Talk:Fixed-priority pre-emptive scheduling
|WikiProject Computing||(Rated Stub-class)|
In my opinion it is wrong to say advantage of making sure no task hogs the processor for any time longer than the time slice fixed priority means only the highest priority thread will run.
- I agree; "priority" implies that you want some tasks to run first. You have to realize that trying to squeeze too many tasks into a r-t system can get you in trouble. A lot of papers have been written about how to guarantee that all critical tasks will always complete on time, but it may be more useful to advise practitioners to aim for no more than about 50% r-t utilization.
- A lot of designers try to cover problems by leaving interrupts off. This leads to systems which have potentially large interrupt latency and as a consequence a high variance in that value. Among other problems, this leads to systems that cannot guarantee effectively uniform sampling times, which violates one of the basic assumptions of most digital signal processing algorithms.
Why are we talking about "real-time"? If the system has to allocate the cpu to a task for some time (since there are less cpus than processes/tasks), it's more "time slicing" ... (http://en.wikipedia.org/wiki/Preemption_(computing)#Time_slice ) Zenkutsu (talk) 05:52, 20 March 2013 (UTC)
- Perhaps I misunderstand you, but I think you may have taken too narrow a definition of "real time". I think of time slicing in situations where the processor allocation is rotated between some number of very long computations, each with run times much longer than a slice, so that they all appear to be making progress, all at a reduced rate. I think of real time as implying that a computation is being performed in synchronism with events in the real world outside the computer. Consider what I think is a fairly common design, a digital simulation of an analog controller in an embedded system. It takes samples and provides updates frequently enough to satisfy the anti-aliasing criteria of the analog system. This "task", the servo simulation thread, might never end, but the "process" it supports runs in real time, performs each update on schedule, then waits to be triggered again for the next update. Just like with a priority interrupt system, the thread can be suspended temporarily to allow even more time-critical work to run, and, when it is time for it to perform an update, it can temporarily suspend any less time-critical work. The amount of time it gets is not determined by an independent "time slice" parameter, it is determined by the time it takes to complete the next update, so that it keeps in sync with the outside world (to which it appears to be an analog circuit). The lowest priority task, or thread, is ultimately the one that gives up some of its allocated time to let this happen. Instead of hardware interrupts, we might have software events, semaphores say, that trigger the updates, although in this example they would be synchronized to a time source or external event of some sort. By the way, I also think that most systems that employ time slicing only guarantee that a slice is the longest continuous time a computation will get, and that a computation generally also looses control whenever it needs to wait for an external event such as receiving the next bucket of data from a file.
advantages of this model
There are many good things about this approach left unsaid, especially when the tasks (threads) not only have fixed priorities but have a bounded number. If the priorities are fixed then the number of tasks is likely to be fixed also, but this is unsaid; however, there are significant consequential advantages in this case.
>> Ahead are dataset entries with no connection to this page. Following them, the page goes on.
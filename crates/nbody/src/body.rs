use nalgebra::{Point3, Vector3};

/// Mass assigned to a body when it is destroyed.
///
/// Strictly positive so that any pass still holding the body's index can
/// divide by it safely; small enough that its pull is negligible.
pub const DEGENERATE_MASS: f64 = 1.0e-5;

/// Stable handle to a body in a [`SystemState`](crate::state::SystemState).
///
/// Handles are roster indices. Bodies are never removed from the roster, so a
/// handle stays valid for the lifetime of the system.
#[derive(Debug, Clone, Copy, PartialEq, Eq, Hash, PartialOrd, Ord)]
pub struct BodyId(pub u32);

impl BodyId {
    pub fn index(self) -> usize {
        self.0 as usize
    }
}

#[derive(Debug, Clone, Copy, PartialEq)]
pub struct Body {
    pub id: BodyId,
    pub mass: f64,               // simulation mass units
    pub radius: f64,             // collision radius, world units
    pub position: Point3<f64>,   // world space
    pub velocity: Vector3<f64>,  // world units per second
    pub alive: bool,
}

impl Body {
    /// Creates a living body at rest
    ///
    /// # Examples
    ///
    /// ```
    /// use nbody::body::Body;
    ///
    /// let planet = Body::at_rest(5.0, 1.0, [0.0, 0.0, -10.0]);
    /// assert!(planet.alive);
    /// assert_eq!(planet.velocity.magnitude(), 0.0);
    /// ```
    pub fn at_rest(mass: f64, radius: f64, position: [f64; 3]) -> Self {
        Body {
            id: BodyId(0),
            mass,
            radius,
            position: Point3::new(position[0], position[1], position[2]),
            velocity: Vector3::zeros(),
            alive: true,
        }
    }

    pub fn momentum(&self) -> Vector3<f64> {
        self.velocity * self.mass
    }

    pub fn kinetic_energy(&self) -> f64 {
        0.5 * self.mass * self.velocity.magnitude_squared()
    }

    pub fn distance_to(&self, other: &Body) -> f64 {
        (self.position - other.position).magnitude()
    }

    /// Midpoint between two body centres, where a collision effect is placed
    pub fn midpoint(&self, other: &Body) -> Point3<f64> {
        nalgebra::center(&self.position, &other.position)
    }

    /// Whether the two bodies' collision spheres overlap
    ///
    /// Touching spheres (distance exactly equal to the sum of radii) do not
    /// count as overlapping.
    pub fn overlaps(&self, other: &Body) -> bool {
        self.distance_to(other) < self.radius + other.radius
    }

    /// Marks the body destroyed and drops its mass to [`DEGENERATE_MASS`].
    ///
    /// Returns `false` if the body was already dead.
    pub fn tombstone(&mut self) -> bool {
        if !self.alive {
            return false;
        }
        self.alive = false;
        self.mass = DEGENERATE_MASS;
        true
    }
}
Implementation, in this case, can be truly compact. I doubt any other approach can use less memory or less code.
When the number of tasks is bounded, they can be represented as members of a set by assigning them positions in a bit map, so only one bit is needed per task in the queue of tasks ready to run. If there are 7 or fewer tasks, then the queue only requires one byte of storage. The sign bit should be set in this queue and be assigned to the idle task that is executed when no real task is ready to run. The idle task is typically something like this: <here: jump here> or else the console/control panel task.
Task priority can be equated to the bit position in the map. The convention that the right-most (least significant) bit has the highest priority allows selecting the highest priority task by a simple, parallel operation, in fixed time. The result of and-ing a number with it's two's-complement is to isolate the right-most bit in a register, which, in this convention, represents the highest priority task in the set.
The discussion misses the point that tasks may not need to run to completion but may instead be cyclical; that is they may be allowed run until they block on I/O or the the need for a result of some other task. This is perhaps a minor point, but the blocking operation can be managed by a semaphore. In a real-time system with dedicated tasks, no time slicing may be needed.
A semaphore must maintain a resource counter and a queue of tasks waiting for the resource. If the resource count is negative, that is if tasks are waiting for the resource controlled by the semaphore, then the count is bounded by the number of tasks. Because of this, the waiting set can be represented as a bit-map set containing bits for the waiting tasks, just like the ready queue. To minimize storage, the same register that is used as the semaphore resource count can be used as the semaphore waiting task queue. The sign bit can be used to indicate the state of the register; if negative it is a queue of waiting tasks, otherwise it is a number indicating the units of resource available. For 7 or fewer tasks this scheme only requires one byte per semaphore. The idle task is never moved from the ready queue, so there can be no confusion in the meaning of the sign bit,
Transferring a task from one queue to another involves isolating the current highest priority task bit, as described above, then xor-ing it into both queues. The bit representing any specific task will always be in exactly one of the existing set of queues.
The only other ram storage required by the scheduler is a place to store a stack pointer for each suspended task. Of course the tasks themselves need stack space and other work space, but this does not count against the scheduler.
Without going into the details, it should be clear that such a minimal system can be implemented in a small amount of code; experience with several simple microprocessors shows this is typically 100-200 bytes. And this scheme only requires a few bytes of ram, as outlined above. I doubt any other scheduling approach can use less memory or less code. Also, small code usually results in fast execution and few bugs.